Well to cut a long story short I got reprimanded on my attempt as the test was to cut a steel rod and my chisel wouldn't it was not case hardened enough. Being a stroppy youngster, I repeatedly heated and quenched it over several days whenever the boss was not about. Being sure my chisel would now be hard enough I re presented it for testing. As I walked across the workshop I dropped the thing, it hit the concrete floor and shattered like glass.

So you can certainly harden as well as case harden mild steel, it just takes a while!
 
Sophie19 said:
Sorry to disagree but many years ago as ome of a group of apprentice agricultural engineers we were given the task of making a cold chisel. Cutting and grinding was the easy bit. Then we had to harden the edge. Heat to cherry red and quench in anything with a high carbon content. Oil, sugar, sawdust or proper stuff like Casenit etc.

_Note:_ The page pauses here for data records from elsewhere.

//! Core payload types for Alcove's host boundary.
//!
//! Everything the host application hands the page eventually decodes into
//! one of the structures in this module. They are the shared vocabulary of
//! the bridge, the token layer, and the session layer.
//!
//! None of these types imply trust. Holding a [`UserProfile`] says nothing
//! about where it came from. Only the token layer is allowed to turn host
//! bytes into these values, and it does so after verification.

// Serde gives us the two traits every wire type needs:
//   - `Serialize`:   "I can be turned into JSON"
//   - `Deserialize`: "I can be built from JSON"
// The derive macros generate both from the struct definition.
use serde::{Deserialize, Serialize};

// `fmt` for Display (human-readable printing) and a custom Debug.
use std::fmt;

use crate::error::ProtocolError;

// ---------------------------------------------------------------------------
// Identity
// ---------------------------------------------------------------------------

/// A decentralized identifier: the stable key for a user across payloads.
///
/// This is a "newtype wrapper": a plain `String` inside a named struct.
/// The wrapper costs nothing at runtime but buys two things:
///
/// 1. **Type safety**: an avatar's `Did` can be compared against a
///    profile's `Did`, but neither can be confused with an arbitrary
///    string such as a display name.
/// 2. **Intent**: `fn belongs_to(did: &Did)` reads better than
///    `fn belongs_to(s: &str)`.
///
/// `#[serde(transparent)]` keeps the JSON representation a plain string:
/// `Did("did:x:1")` serializes as `"did:x:1"`, not `{"0": "did:x:1"}`.
#[derive(Debug, Clone, PartialEq, Eq, Hash, Serialize, Deserialize)]
#[serde(transparent)]
pub struct Did(pub String);

impl Did {
    /// Borrow the identifier as a string slice.
    pub fn as_str(&self) -> &str {
        &self.0
    }
}

/// Display prints the raw identifier, so
/// `tracing::info!("profile loaded for {did}")` logs it as-is.
impl fmt::Display for Did {
    fn fmt(&self, f: &mut fmt::Formatter<'_>) -> fmt::Result {
        f.write_str(&self.0)
    }
}

impl From<&str> for Did {
    fn from(s: &str) -> Self {
        Did(s.to_owned())
    }
}

impl From<String> for Did {
    fn from(s: String) -> Self {
        Did(s)
    }
}

// ---------------------------------------------------------------------------
// Signed tokens
// ---------------------------------------------------------------------------

/// An unverified compact token, exactly as the host produced it.
///
/// The string has the usual three-segment `header.claims.signature` shape,
/// but this type promises nothing about it: it may be garbage, expired, or
/// signed by the wrong key. It exists so signatures can say "this is host
/// input, treat it as untrusted" instead of passing bare strings around.
/// Verification is idempotent; the same token may be checked any number of
/// times (retries, tests).
#[derive(Clone, PartialEq, Eq, Serialize, Deserialize)]
#[serde(transparent)]
pub struct SignedToken(pub String);

impl SignedToken {
    /// Borrow the compact representation.
    pub fn as_str(&self) -> &str {
        &self.0
    }
}

/// Tokens are credentials. Debug prints the length, never the contents,
/// so a `{:?}` in a log line cannot leak a usable token.
impl fmt::Debug for SignedToken {
    fn fmt(&self, f: &mut fmt::Formatter<'_>) -> fmt::Result {
        write!(f, "SignedToken({} bytes)", self.0.len())
    }
}

impl From<&str> for SignedToken {
    fn from(s: &str) -> Self {
        SignedToken(s.to_owned())
    }
}

impl From<String> for SignedToken {
    fn from(s: String) -> Self {
        SignedToken(s)
    }
}

// ---------------------------------------------------------------------------
// Profile payloads
// ---------------------------------------------------------------------------

/// One social handle attached to a profile.
#[derive(Debug, Clone, PartialEq, Eq, Serialize, Deserialize)]
pub struct SocialHandle {
    /// Platform name, e.g. `"mastodon"`. Free-form; chosen by the host.
    pub platform: String,
    /// The user's handle on that platform.
    pub handle: String,
}

/// The profile carried by a verified `"profile"` event.
///
/// Replaced wholesale on every successful profile load; the session layer
/// never patches individual fields.
#[derive(Debug, Clone, PartialEq, Eq, Serialize, Deserialize)]
pub struct UserProfile {
    /// Stable unique key for the user. Avatar payloads must carry the same
    /// DID (see [`AvatarPayload`]).
    pub did: Did,
    /// Display name.
    pub name: String,
    /// Social handles in the order the host listed them. Absent and empty
    /// both mean "no socials"; hosts emit either.
    #[serde(default, skip_serializing_if = "Option::is_none")]
    pub socials: Option<Vec<SocialHandle>>,
}

/// The avatar carried by a verified `"avatar"` event.
///
/// Avatars have a lifecycle of their own: one may arrive before the
/// profile, after it, or never. The `did` ties the image back to the user
/// it was minted for, which is what lets the session layer refuse an
/// avatar belonging to someone else.
#[derive(Debug, Clone, PartialEq, Eq, Serialize, Deserialize)]
pub struct AvatarPayload {
    /// Must match the DID of the profile being displayed.
    pub did: Did,
    /// Inline image data (typically a data URL or base64 blob). Opaque
    /// here; the presentation layer decides how to render it.
    pub avatar: String,
}

// ---------------------------------------------------------------------------
// Host descriptors
// ---------------------------------------------------------------------------

/// The mobile platform the host application runs on.
///
/// `#[serde(rename_all = "lowercase")]` matches the wire values `"ios"`
/// and `"android"`.
#[derive(Debug, Clone, Copy, PartialEq, Eq, Serialize, Deserialize)]
#[serde(rename_all = "lowercase")]
pub enum Platform {
    Ios,
    Android,
}

impl fmt::Display for Platform {
    fn fmt(&self, f: &mut fmt::Formatter<'_>) -> fmt::Result {
        match self {
            Platform::Ios => f.write_str("ios"),
            Platform::Android => f.write_str("android"),
        }
    }
}

/// What the host reports about itself.
///
/// Descriptive only; nothing in here participates in a trust decision.
/// `#[serde(rename_all = "camelCase")]` matches the host's field naming
/// (`supportedPermissions`).
#[derive(Debug, Clone, PartialEq, Eq, Serialize, Deserialize)]
#[serde(rename_all = "camelCase")]
pub struct BrowserDetails {
    /// Host application name.
    pub name: String,
    /// Host application version string.
    pub version: String,
    /// Platform the host runs on.
    pub platform: Platform,
    /// Permission names the host is willing to be asked for, e.g.
    /// `"camera"`. Order is not meaningful.
    pub supported_permissions: Vec<String>,
}

// ---------------------------------------------------------------------------
// Channel messages
// ---------------------------------------------------------------------------

/// A raw cross-context message as delivered to the page.
///
/// The message channel is shared with arbitrary page scripts, so most
/// traffic has nothing to do with us. The rule: a message is relevant if
/// and only if it carries a `jwt` field; everything else is someone else's.
/// Unknown fields are ignored (serde's default), which is exactly the
/// tolerance a shared channel needs.
#[derive(Debug, Clone, Default, PartialEq, Eq, Serialize, Deserialize)]
pub struct ChannelMessage {
    /// The signed token, when present. Its verified claims decide what the
    /// message means; the surrounding message carries no meaning of its own.
    #[serde(default, skip_serializing_if = "Option::is_none")]
    pub jwt: Option<SignedToken>,
    /// Origin of the sending context, when the channel reports one.
    #[serde(default, skip_serializing_if = "Option::is_none")]
    pub origin: Option<String>,
}

impl ChannelMessage {
    /// Parse a message from its JSON text.
    ///
    /// Any JSON object parses; a message without a `jwt` field simply comes
    /// back with `jwt: None` and will be ignored downstream.
    pub fn from_json(text: &str) -> Result<Self, ProtocolError> {
        serde_json::from_str(text).map_err(ProtocolError::Decode)
    }
}

// =========================================================================
// Tests
// =========================================================================
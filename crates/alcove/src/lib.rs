//! # Alcove
//!
//! Verified profile page runtime for host-embedded webviews.
//!
//! Alcove is the trust core of a profile page that runs inside a mobile
//! host's webview. The host hands the page signed tokens over a bridge
//! and a message channel; Alcove verifies every token, drives a session
//! state machine from the verified events, and publishes snapshots for
//! the presentation layer to render. Nothing unverified ever reaches
//! session state.
//!
//! ## Quick Start
//!
//! ```rust,no_run
//! use alcove::prelude::*;
//!
//! // Implement HostBridge and MessageChannel for your webview
//! // bindings, then:
//! // let page = AlcovePageBuilder::new(TokenVerifier::hs256(secret))
//! //     .allow_origin("https://pages.host.example")
//! //     .mount(bridge, channel);
//! // let mut session = page.session();
//! // session.changed().await?;
//! ```

mod error;
mod page;
mod router;

pub use error::AlcoveError;
pub use page::{AlcovePage, AlcovePageBuilder};
pub use router::EventRouter;

/// The working set for embedding a page: the page itself plus the types
/// that cross its API from the sub-crates.
pub mod prelude {
    pub use alcove_bridge::{BridgeError, HostBridge, MessageChannel};
    pub use alcove_protocol::{
        AvatarPayload, BrowserDetails, ChannelMessage, Did, EventPayload, Platform, SignedToken,
        SocialHandle, UserProfile,
    };
    pub use alcove_session::{SessionError, SessionHandle, SessionSnapshot, SessionState};
    pub use alcove_token::{TokenError, TokenVerifier, VerifiedPayload};

    pub use crate::error::AlcoveError;
    pub use crate::page::{AlcovePage, AlcovePageBuilder};
    pub use crate::router::EventRouter;
}
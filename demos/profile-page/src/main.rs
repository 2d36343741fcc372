use alcove::prelude::*;
use tokio::sync::mpsc;
use tracing_subscriber::EnvFilter;

// ---------------------------------------------------------------------------
// A scripted host
// ---------------------------------------------------------------------------
//
// In production the bridge and channel wrap the webview bindings of the
// host app. Here a scripted host stands in: it mints tokens with a
// shared secret the way the real host's backend would, and pushes one
// disconnect over the channel at the end.

const SECRET: &[u8] = b"demo-shared-secret";
const PAGE_ORIGIN: &str = "https://pages.host.example";

struct DemoHost;

impl HostBridge for DemoHost {
    async fn profile_details(&self) -> Result<SignedToken, BridgeError> {
        mint(
            "profile",
            serde_json::json!({
                "did": "did:plc:ada",
                "name": "Ada Lovelace",
                "socials": [{ "platform": "zap", "handle": "@ada" }],
            }),
        )
        .map_err(|e| BridgeError::Rejected {
            call: "profile_details",
            reason: e.to_string(),
        })
    }

    async fn avatar(&self) -> Result<Option<SignedToken>, BridgeError> {
        let token = mint(
            "avatar",
            serde_json::json!({
                "did": "did:plc:ada",
                "avatar": "data:image/png;base64,iVBORw0KGgo=",
            }),
        )
        .map_err(|e| BridgeError::Rejected {
            call: "avatar",
            reason: e.to_string(),
        })?;
        Ok(Some(token))
    }

    fn browser_details(&self) -> BrowserDetails {
        BrowserDetails {
            name: "hostapp".into(),
            version: "4.2.0".into(),
            platform: Platform::Android,
            supported_permissions: vec!["camera".into(), "microphone".into()],
        }
    }

    async fn request_permission(&self, permission: &str) -> Result<bool, BridgeError> {
        Ok(permission == "camera")
    }

    async fn close(&self) -> Result<(), BridgeError> {
        println!("[host] webview dismissed");
        Ok(())
    }
}

struct DemoChannel(mpsc::Receiver<ChannelMessage>);

impl MessageChannel for DemoChannel {
    async fn recv(&mut self) -> Option<ChannelMessage> {
        self.0.recv().await
    }
}

/// Mint a signed token the way the host's backend does.
fn mint(
    kind: &str,
    data: serde_json::Value,
) -> Result<SignedToken, jsonwebtoken::errors::Error> {
    let now = std::time::SystemTime::now()
        .duration_since(std::time::UNIX_EPOCH)
        .map_or(0, |d| d.as_secs());
    let claims = serde_json::json!({
        "type": kind,
        "data": data,
        "iat": now,
        "exp": now + 300,
    });
    let token = jsonwebtoken::encode(
        &jsonwebtoken::Header::default(),
        &claims,
        &jsonwebtoken::EncodingKey::from_secret(SECRET),
    )?;
    Ok(SignedToken(token))
}

fn describe(snap: &SessionSnapshot) -> String {
    format!(
        "state: {} (profile: {}, avatar: {})",
        snap.state,
        snap.profile.as_ref().map(|p| p.name.as_str()).unwrap_or("-"),
        if snap.avatar.is_some() { "yes" } else { "no" },
    )
}

// ---------------------------------------------------------------------------
// Page bootstrap
// ---------------------------------------------------------------------------

#[tokio::main]
async fn main() -> Result<(), Box<dyn std::error::Error>> {
    tracing_subscriber::fmt()
        .with_env_filter(
            EnvFilter::try_from_default_env().unwrap_or_else(|_| EnvFilter::new("info")),
        )
        .init();

    eprintln!("mounting profile page against a scripted host");

    let (host_tx, host_rx) = mpsc::channel(8);
    let page = AlcovePageBuilder::new(TokenVerifier::hs256(SECRET))
        .allow_origin(PAGE_ORIGIN)
        .mount(DemoHost, DemoChannel(host_rx));

    if let Some(details) = page.browser_details() {
        println!(
            "[page] host surface: {} {} on {}",
            details.name, details.version, details.platform
        );
    }

    // Watch the session until profile and avatar are both on display.
    let mut session = page.session();
    loop {
        let snap = session.snapshot();
        println!("[page] {}", describe(&snap));
        if snap.state == SessionState::Ready && snap.avatar.is_some() {
            break;
        }
        session.changed().await?;
    }

    let granted = page.request_permission("camera").await?;
    println!("[page] camera permission granted: {granted}");

    // The host ends the session with a signed disconnect.
    host_tx
        .send(ChannelMessage {
            jwt: Some(mint("disconnected", serde_json::json!({}))?),
            origin: Some(PAGE_ORIGIN.into()),
        })
        .await?;

    loop {
        session.changed().await?;
        let snap = session.snapshot();
        println!("[page] {}", describe(&snap));
        if snap.state == SessionState::Disconnected {
            break;
        }
    }

    page.close().await?;
    Ok(())
}

#[cfg(test)]
mod tests {
    use super::*;
    use std::time::Duration;

    async fn settled(session: &mut SessionHandle) -> SessionSnapshot {
        tokio::time::timeout(Duration::from_secs(5), async {
            loop {
                let snap = session.snapshot();
                if snap.state == SessionState::Ready && snap.avatar.is_some() {
                    return snap;
                }
                session.changed().await.expect("session closed");
            }
        })
        .await
        .expect("page never settled")
    }

    #[tokio::test]
    async fn test_scripted_host_reaches_ready_with_avatar() {
        let (_tx, rx) = mpsc::channel(4);
        let page = AlcovePageBuilder::new(TokenVerifier::hs256(SECRET))
            .mount(DemoHost, DemoChannel(rx));

        let mut session = page.session();
        let snap = settled(&mut session).await;
        assert_eq!(snap.profile.unwrap().name, "Ada Lovelace");
    }

    #[tokio::test]
    async fn test_scripted_disconnect_clears_page() {
        let (tx, rx) = mpsc::channel(4);
        let page = AlcovePageBuilder::new(TokenVerifier::hs256(SECRET))
            .allow_origin(PAGE_ORIGIN)
            .mount(DemoHost, DemoChannel(rx));

        let mut session = page.session();
        settled(&mut session).await;

        tx.send(ChannelMessage {
            jwt: Some(mint("disconnected", serde_json::json!({})).unwrap()),
            origin: Some(PAGE_ORIGIN.into()),
        })
        .await
        .unwrap();

        let snap = tokio::time::timeout(Duration::from_secs(5), async {
            loop {
                session.changed().await.expect("session closed");
                let snap = session.snapshot();
                if snap.state == SessionState::Disconnected {
                    return snap;
                }
            }
        })
        .await
        .expect("disconnect never landed");
        assert!(snap.profile.is_none());
    }

    #[tokio::test]
    async fn test_scripted_host_grants_only_camera() {
        let (_tx, rx) = mpsc::channel(4);
        let page = AlcovePageBuilder::new(TokenVerifier::hs256(SECRET))
            .mount(DemoHost, DemoChannel(rx));

        assert!(page.request_permission("camera").await.unwrap());
        assert!(!page.request_permission("microphone").await.unwrap());
    }
}
//! Payload vocabulary for Alcove's host boundary.
//!
//! This crate defines everything that crosses between the host application
//! and the page:
//!
//! - **Payload types** ([`UserProfile`], [`AvatarPayload`], [`Did`]): what
//!   verified events decode into.
//! - **Event union** ([`EventPayload`]): the tagged decoding of a token's
//!   claims, fail-closed for kinds we know, tolerant of kinds we don't.
//! - **Host descriptors** ([`BrowserDetails`], [`Platform`]) and the raw
//!   [`ChannelMessage`] envelope.
//! - **Errors** ([`ProtocolError`]).
//!
//! # Architecture
//!
//! This layer knows shapes, not trust. It never looks at a signature; the
//! token layer verifies first and only then asks this crate to decode:
//!
//! ```text
//! host (untrusted strings) → token layer (verify) → EventPayload → session
//! ```

// ---------------------------------------------------------------------------
// Module declarations
// ---------------------------------------------------------------------------

mod error;
mod event;
mod types;

// ---------------------------------------------------------------------------
// Re-exports
// ---------------------------------------------------------------------------

// Everything is re-exported at the crate root so users write
// `use alcove_protocol::UserProfile` rather than reaching into submodules.

pub use error::ProtocolError;
pub use event::{EventPayload, KIND_AVATAR, KIND_DISCONNECTED, KIND_PROFILE};
pub use types::{
    AvatarPayload, BrowserDetails, ChannelMessage, Did, Platform, SignedToken,
    SocialHandle, UserProfile,
};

Well to cut a long story short I got reprimanded on my attempt as the test was to cut a steel rod and my chisel wouldn't it was not case hardened enough. Being a stroppy youngster, I repeatedly heated and quenched it over several days whenever the boss was not about. Being sure my chisel would now be hard enough I re presented it for testing. As I walked across the workshop I dropped the thing, it hit the concrete floor and shattered like glass.

So you can certainly harden as well as case harden mild steel, it just takes a while!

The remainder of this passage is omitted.